Benchmarking classical and quantum-mechanical molecular simulations for predictions of phase equilibria

Department: Department of Physical Chemistry, Faculty of Chemical Engineering
Also available in programme: Molecular chemical physics and sensorics
Theses supervisor: Ing. Ctirad Červinka, Ph. D.

Benchmarking the ab initio methods for polymorph stability ranking for molecular crystals

Department: Department of Physical Chemistry, Faculty of Chemical Engineering
Also available in programme: Molecular chemical physics and sensorics
Theses supervisor: Ing. Ctirad Červinka, Ph. D.

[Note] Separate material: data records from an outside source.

use std::borrow::Cow;

use utils::RawRow;

use crate::detection::looks_like_header;
use crate::{ImportError, Result};

/// How many leading records may be preamble before the header row.
pub const HEADER_SCAN_LIMIT: usize = 10;

/// A tokenized CSV file: the inferred header row and the data rows after it.
#[derive(Debug, Clone, Default)]
pub struct CsvTable {
    pub headers: Vec<String>,
    pub rows: Vec<RawRow>,
    /// 1-based line of the header row in the original content.
    pub header_line: usize,
}

/// One tokenized record plus the 1-based line it started on.
#[derive(Debug, Clone, PartialEq)]
pub struct Record {
    pub line: usize,
    pub cells: Vec<String>,
}

impl Record {
    pub fn is_blank(&self) -> bool {
        self.cells.iter().all(|c| c.trim().is_empty())
    }
}

/// Undoes the doubly-escaped export variant where every line is wrapped in
/// one outer quote pair and inner quotes are doubled:
/// `"Date,Symbol,""Net, Price"""` becomes `Date,Symbol,"Net, Price"`.
///
/// Only kicks in when the first non-empty line has that shape.
pub fn unwrap_escaped_lines(content: &str) -> Cow<'_, str> {
    let first = content.lines().find(|l| !l.trim().is_empty());
    if !first.is_some_and(is_wrapped_line) {
        return Cow::Borrowed(content);
    }

    let mut out = String::with_capacity(content.len());
    for line in content.lines() {
        if is_wrapped_line(line) {
            let t = line.trim();
            out.push_str(&t[1..t.len() - 1].replace("\"\"", "\""));
        } else {
            out.push_str(line);
        }
        out.push('\n');
    }
    Cow::Owned(out)
}

fn is_wrapped_line(line: &str) -> bool {
    let t = line.trim();
    if t.len() < 2 || !t.starts_with('"') || !t.ends_with('"') {
        return false;
    }
    let inner = &t[1..t.len() - 1];
    inner.contains(',') && all_quotes_doubled(inner)
}

fn all_quotes_doubled(s: &str) -> bool {
    let mut chars = s.chars();
    while let Some(c) = chars.next() {
        if c == '"' && chars.next() != Some('"') {
            return false;
        }
    }
    true
}

/// Tokenizes the whole file. Ragged rows are allowed; cells are trimmed.
pub fn read_records(content: &str) -> Result<Vec<Record>> {
    let content = unwrap_escaped_lines(content);
    let mut rdr = csv::ReaderBuilder::new()
        .has_headers(false)
        .flexible(true)
        .trim(csv::Trim::All)
        .from_reader(content.as_bytes());

    let mut records = Vec::new();
    for (ordinal, rec) in rdr.records().enumerate() {
        let rec = rec?;
        let line = rec
            .position()
            .map(|p| p.line() as usize)
            .unwrap_or(ordinal + 1);
        let cells = rec
            .iter()
            .map(|c| c.trim_start_matches('\u{feff}').to_string())
            .collect();
        records.push(Record { line, cells });
    }
    Ok(records)
}

/// Reads a table whose header is the first record that looks like one
/// (within [`HEADER_SCAN_LIMIT`]), falling back to the first record.
pub fn read_table(content: &str) -> Result<CsvTable> {
    read_table_at(content, 0)
}

/// Like [`read_table`], but line numbers are shifted by `line_offset` so rows
/// of a sliced section still point at the original file.
pub fn read_table_at(content: &str, line_offset: usize) -> Result<CsvTable> {
    let records = read_records(content)?;
    let non_blank: Vec<&Record> = records.iter().filter(|r| !r.is_blank()).collect();
    if non_blank.is_empty() {
        return Err(ImportError::EmptyInput);
    }

    let header_pos = non_blank
        .iter()
        .take(HEADER_SCAN_LIMIT)
        .position(|r| looks_like_header(&r.cells))
        .unwrap_or(0);
    let header = non_blank[header_pos];
    let headers: Vec<String> = header.cells.iter().map(|h| h.trim().to_string()).collect();

    let rows = non_blank[header_pos + 1..]
        .iter()
        .map(|r| RawRow::new(r.line + line_offset, &headers, &r.cells))
        .collect();

    Ok(CsvTable {
        headers,
        rows,
        header_line: header.line + line_offset,
    })
}

/// A slice of a composite statement.
#[derive(Debug, Clone, PartialEq)]
pub struct Section {
    /// Header row plus data rows, as raw text.
    pub text: String,
    /// Number of lines before `text` in the original content.
    pub line_offset: usize,
}

fn bare(line: &str) -> &str {
    line.trim().trim_matches(|c| c == '"' || c == ',').trim()
}

/// Cuts one titled section out of a multi-section export. The section starts
/// on the line after the title and ends at the first blank line or at a line
/// starting with one of `end_titles`.
pub fn extract_section(content: &str, title: &str, end_titles: &[&str]) -> Option<Section> {
    let lines: Vec<&str> = content.lines().collect();
    let title_idx = lines
        .iter()
        .position(|l| bare(l).to_lowercase().starts_with(&title.to_lowercase()))?;

    let start = title_idx + 1;
    let mut end = lines.len();
    for (i, line) in lines.iter().enumerate().skip(start) {
        let b = bare(line);
        if b.is_empty() {
            // Tolerate blank lines between the title and its header.
            if i == start {
                continue;
            }
            end = i;
            break;
        }
        let lower = b.to_lowercase();
        if i > start && end_titles.iter().any(|t| lower.starts_with(&t.to_lowercase())) {
            end = i;
            break;
        }
    }

    let body: Vec<&str> = lines[start..end]
        .iter()
        .copied()
        .skip_while(|l| bare(l).is_empty())
        .collect();
    if body.is_empty() {
        return None;
    }
    let skipped = (end - start) - body.len();
    Some(Section {
        text: body.join("\n"),
        line_offset: start + skipped,
    })
}

#[cfg(test)]
mod tests {
    use super::*;

    #[test]
    fn test_unwrap_escaped_lines() {
        let content = "\"Date,Symbol,\"\"Net, Price\"\"\"\n\"2024-01-02,ES,\"\"1,000\"\"\"\n";
        let out = unwrap_escaped_lines(content);
        assert_eq!(out, "Date,Symbol,\"Net, Price\"\n2024-01-02,ES,\"1,000\"\n");
    }

    #[test]
    fn test_unwrap_leaves_normal_csv_alone() {
        let content = "\"Date\",\"Symbol\"\n\"2024-01-02\",\"ES\"\n";
        assert!(matches!(unwrap_escaped_lines(content), Cow::Borrowed(_)));
    }

    #[test]
    fn test_read_table_skips_preamble() {
        let content = "Completed Orders\nGenerated 2024-01-03\nAccount,Status,Buy/Sell,Qty Filled,Symbol,Avg Fill Price\nA1,Filled,B,1,ESH4,4750.25\n";
        let table = read_table(content).unwrap();
        assert_eq!(table.header_line, 3);
        assert_eq!(table.headers[2], "Buy/Sell");
        assert_eq!(table.rows.len(), 1);
        assert_eq!(table.rows[0].index, 4);
        assert_eq!(table.rows[0].get("Symbol"), Some("ESH4"));
    }

    #[test]
    fn test_read_table_empty_input_is_error() {
        assert!(matches!(read_table(""), Err(ImportError::EmptyInput)));
        assert!(matches!(read_table(" \n,,\n"), Err(ImportError::EmptyInput)));
    }

    #[test]
    fn test_read_table_pads_ragged_rows() {
        let table = read_table("Date,Symbol,Price\n2024-01-02,ES\n").unwrap();
        assert_eq!(table.rows[0].get("Price"), Some(""));
    }

    #[test]
    fn test_extract_section_by_title_and_blank_line() {
        let content = "Account Statement for 123\n\nCash Balance\nDATE,TIME,TYPE\n1/2/24,09:00:00,BAL\n\nAccount Trade History\n,Exec Time,Side,Qty,Symbol,Price\n,1/2/24 09:30:15,BUY,+1,/ESH24,4750.25\n\nProfits and Losses\n";
        let section = extract_section(content, "Account Trade History", &["Profits and Losses"]).unwrap();
        assert_eq!(section.line_offset, 7);
        assert!(section.text.starts_with(",Exec Time"));
        assert_eq!(section.text.lines().count(), 2);

        let table = read_table_at(&section.text, section.line_offset).unwrap();
        assert_eq!(table.header_line, 8);
        assert_eq!(table.rows[0].index, 9);
    }

    #[test]
    fn test_extract_section_stops_at_next_title() {
        let content = "Account Trade History\n,Exec Time,Side\n,1/2/24 09:30:15,BUY\nAccount Order History\n,Notes\n";
        let section = extract_section(content, "Account Trade History", &["Account Order History"]).unwrap();
        assert_eq!(section.text.lines().count(), 2);
        assert!(extract_section(content, "Forex", &[]).is_none());
    }
}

Biosensors methods for environmental monitoring and food safety

Department: Department of Physical Chemistry, Faculty of Chemical Engineering

Annotation

Nowadays, industrial activity produces vast amounts of harmful chemicals that can pollute the environment and contaminate food, posing a serious challenge to public health. The development of analytical methods for rapid and sensitive detection and quantification of harmful chemicals is an important and timely research topic. The dissertation will focus on the development of biosensors for rapid and sensitive detection of selected low molecular weight analytes, which present risk to water and food quality. Mainly, the work will focus on optical biosensors based on surface plasmon resonance (SPR) and potentially also on their combination with electrochemical methods for more complex sample analysis. In particular, the work will include the development of functional layers for affinity capture of selected analytes and the development of detection assays and methodologies enabling rapid and sensitive detection of analytes in complex matrices. The developed biosensing approaches will be evaluated in model experiments and the results will be compared with those obtained using conventional analytical methods.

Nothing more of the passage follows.